Stored entries
BEGIN

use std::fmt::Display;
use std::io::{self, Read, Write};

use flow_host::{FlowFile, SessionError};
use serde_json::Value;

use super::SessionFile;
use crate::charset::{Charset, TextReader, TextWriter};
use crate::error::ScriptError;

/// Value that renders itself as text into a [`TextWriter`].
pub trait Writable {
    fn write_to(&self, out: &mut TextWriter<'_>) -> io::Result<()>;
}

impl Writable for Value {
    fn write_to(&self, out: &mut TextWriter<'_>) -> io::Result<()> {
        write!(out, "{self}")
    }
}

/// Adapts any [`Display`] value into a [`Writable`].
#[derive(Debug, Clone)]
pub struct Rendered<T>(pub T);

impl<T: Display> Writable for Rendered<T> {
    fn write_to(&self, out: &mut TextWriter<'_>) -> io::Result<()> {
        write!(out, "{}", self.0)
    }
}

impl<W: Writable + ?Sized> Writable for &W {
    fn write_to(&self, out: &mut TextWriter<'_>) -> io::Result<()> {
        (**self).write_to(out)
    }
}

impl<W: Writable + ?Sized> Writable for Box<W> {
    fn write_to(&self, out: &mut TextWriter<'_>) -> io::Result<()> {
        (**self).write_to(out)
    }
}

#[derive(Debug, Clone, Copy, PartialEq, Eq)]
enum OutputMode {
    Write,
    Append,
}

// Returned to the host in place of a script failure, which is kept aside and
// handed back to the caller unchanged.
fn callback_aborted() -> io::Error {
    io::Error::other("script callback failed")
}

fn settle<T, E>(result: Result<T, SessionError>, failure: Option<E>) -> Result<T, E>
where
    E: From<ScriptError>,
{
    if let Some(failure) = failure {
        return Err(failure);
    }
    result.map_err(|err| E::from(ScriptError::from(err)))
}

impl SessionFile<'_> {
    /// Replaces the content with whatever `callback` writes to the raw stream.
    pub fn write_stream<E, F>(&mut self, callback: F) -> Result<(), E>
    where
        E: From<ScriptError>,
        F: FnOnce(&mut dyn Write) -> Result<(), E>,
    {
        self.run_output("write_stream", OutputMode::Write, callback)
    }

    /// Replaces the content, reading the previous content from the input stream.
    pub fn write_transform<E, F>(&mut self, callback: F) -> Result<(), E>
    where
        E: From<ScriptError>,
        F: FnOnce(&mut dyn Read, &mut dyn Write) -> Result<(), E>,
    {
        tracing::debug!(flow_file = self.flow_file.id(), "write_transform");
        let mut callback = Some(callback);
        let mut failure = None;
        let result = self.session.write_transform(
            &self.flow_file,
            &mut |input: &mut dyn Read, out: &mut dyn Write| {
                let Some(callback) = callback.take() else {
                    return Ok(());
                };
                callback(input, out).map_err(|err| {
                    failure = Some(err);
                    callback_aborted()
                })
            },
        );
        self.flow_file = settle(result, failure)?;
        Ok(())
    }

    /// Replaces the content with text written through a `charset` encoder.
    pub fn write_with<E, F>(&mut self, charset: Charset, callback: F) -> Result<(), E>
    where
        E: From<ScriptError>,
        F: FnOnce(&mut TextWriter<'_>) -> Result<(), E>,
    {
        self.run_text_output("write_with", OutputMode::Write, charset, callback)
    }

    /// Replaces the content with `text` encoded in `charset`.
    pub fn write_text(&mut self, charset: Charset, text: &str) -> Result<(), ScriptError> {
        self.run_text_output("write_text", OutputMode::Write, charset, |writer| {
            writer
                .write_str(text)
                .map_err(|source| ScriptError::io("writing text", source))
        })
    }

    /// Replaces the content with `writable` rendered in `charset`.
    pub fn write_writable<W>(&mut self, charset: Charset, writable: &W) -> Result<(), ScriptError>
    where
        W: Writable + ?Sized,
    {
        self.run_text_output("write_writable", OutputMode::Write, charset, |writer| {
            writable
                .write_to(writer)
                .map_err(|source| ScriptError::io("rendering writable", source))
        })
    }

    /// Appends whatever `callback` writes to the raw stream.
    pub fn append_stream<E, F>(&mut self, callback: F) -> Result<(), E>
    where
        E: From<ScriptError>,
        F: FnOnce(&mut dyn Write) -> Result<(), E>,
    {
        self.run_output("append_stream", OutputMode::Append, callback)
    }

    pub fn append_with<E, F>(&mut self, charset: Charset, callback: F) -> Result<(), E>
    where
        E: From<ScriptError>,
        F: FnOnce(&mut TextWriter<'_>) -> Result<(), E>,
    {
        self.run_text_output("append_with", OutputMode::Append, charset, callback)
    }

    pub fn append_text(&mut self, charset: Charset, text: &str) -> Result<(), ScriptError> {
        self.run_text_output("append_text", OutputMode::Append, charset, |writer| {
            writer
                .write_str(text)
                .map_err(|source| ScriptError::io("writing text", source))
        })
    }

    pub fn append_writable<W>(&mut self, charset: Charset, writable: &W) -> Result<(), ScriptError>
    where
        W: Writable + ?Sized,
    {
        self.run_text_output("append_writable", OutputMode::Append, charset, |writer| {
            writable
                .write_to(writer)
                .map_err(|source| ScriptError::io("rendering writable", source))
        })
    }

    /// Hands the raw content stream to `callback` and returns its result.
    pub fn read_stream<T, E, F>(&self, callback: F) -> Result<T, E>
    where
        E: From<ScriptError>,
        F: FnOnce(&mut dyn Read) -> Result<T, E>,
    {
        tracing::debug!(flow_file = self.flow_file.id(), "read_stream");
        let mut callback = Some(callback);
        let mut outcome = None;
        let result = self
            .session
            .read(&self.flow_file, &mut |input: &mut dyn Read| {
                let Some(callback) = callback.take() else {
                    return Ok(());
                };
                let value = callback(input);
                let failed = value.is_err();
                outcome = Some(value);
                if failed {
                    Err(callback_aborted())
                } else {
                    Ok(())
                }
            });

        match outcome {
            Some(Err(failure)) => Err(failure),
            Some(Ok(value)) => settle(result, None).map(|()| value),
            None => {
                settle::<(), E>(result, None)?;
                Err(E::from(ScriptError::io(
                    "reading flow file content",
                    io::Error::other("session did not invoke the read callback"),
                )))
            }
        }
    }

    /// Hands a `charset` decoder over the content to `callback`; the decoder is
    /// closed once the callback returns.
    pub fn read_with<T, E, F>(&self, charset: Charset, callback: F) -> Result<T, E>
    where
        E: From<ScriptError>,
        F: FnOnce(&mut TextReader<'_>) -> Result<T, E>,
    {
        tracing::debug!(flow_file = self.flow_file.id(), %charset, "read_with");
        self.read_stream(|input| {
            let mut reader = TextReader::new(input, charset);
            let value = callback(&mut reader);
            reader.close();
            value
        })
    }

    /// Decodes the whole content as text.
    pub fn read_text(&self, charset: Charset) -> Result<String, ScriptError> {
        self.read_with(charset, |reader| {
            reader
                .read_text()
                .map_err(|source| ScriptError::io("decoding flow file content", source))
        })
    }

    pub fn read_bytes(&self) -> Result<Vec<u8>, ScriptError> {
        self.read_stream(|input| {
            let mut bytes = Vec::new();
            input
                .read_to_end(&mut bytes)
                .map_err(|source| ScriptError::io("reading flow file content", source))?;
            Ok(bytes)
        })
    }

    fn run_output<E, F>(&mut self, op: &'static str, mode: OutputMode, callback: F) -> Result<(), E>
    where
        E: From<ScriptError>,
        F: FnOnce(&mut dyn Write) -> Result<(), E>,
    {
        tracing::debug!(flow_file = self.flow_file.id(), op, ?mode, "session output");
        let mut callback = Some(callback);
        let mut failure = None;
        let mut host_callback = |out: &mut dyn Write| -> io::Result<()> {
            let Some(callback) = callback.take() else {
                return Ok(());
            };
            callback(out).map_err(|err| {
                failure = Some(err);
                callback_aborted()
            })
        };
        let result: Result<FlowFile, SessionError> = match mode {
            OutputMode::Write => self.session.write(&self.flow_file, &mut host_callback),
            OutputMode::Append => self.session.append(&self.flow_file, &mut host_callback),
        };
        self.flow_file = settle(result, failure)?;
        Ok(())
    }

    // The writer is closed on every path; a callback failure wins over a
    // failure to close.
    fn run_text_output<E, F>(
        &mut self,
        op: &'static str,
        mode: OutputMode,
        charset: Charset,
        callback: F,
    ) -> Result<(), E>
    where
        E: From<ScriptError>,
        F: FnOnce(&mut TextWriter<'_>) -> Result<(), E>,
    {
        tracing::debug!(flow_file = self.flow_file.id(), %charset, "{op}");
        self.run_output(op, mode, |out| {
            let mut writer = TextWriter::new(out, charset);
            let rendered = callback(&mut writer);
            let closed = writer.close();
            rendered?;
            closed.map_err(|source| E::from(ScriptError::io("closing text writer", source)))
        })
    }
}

END

### Work instruction
Which lines above include the word "derive"? Pick them out and copy them.

### Result for this task
#[derive(Debug, Clone)]
#[derive(Debug, Clone, Copy, PartialEq, Eq)]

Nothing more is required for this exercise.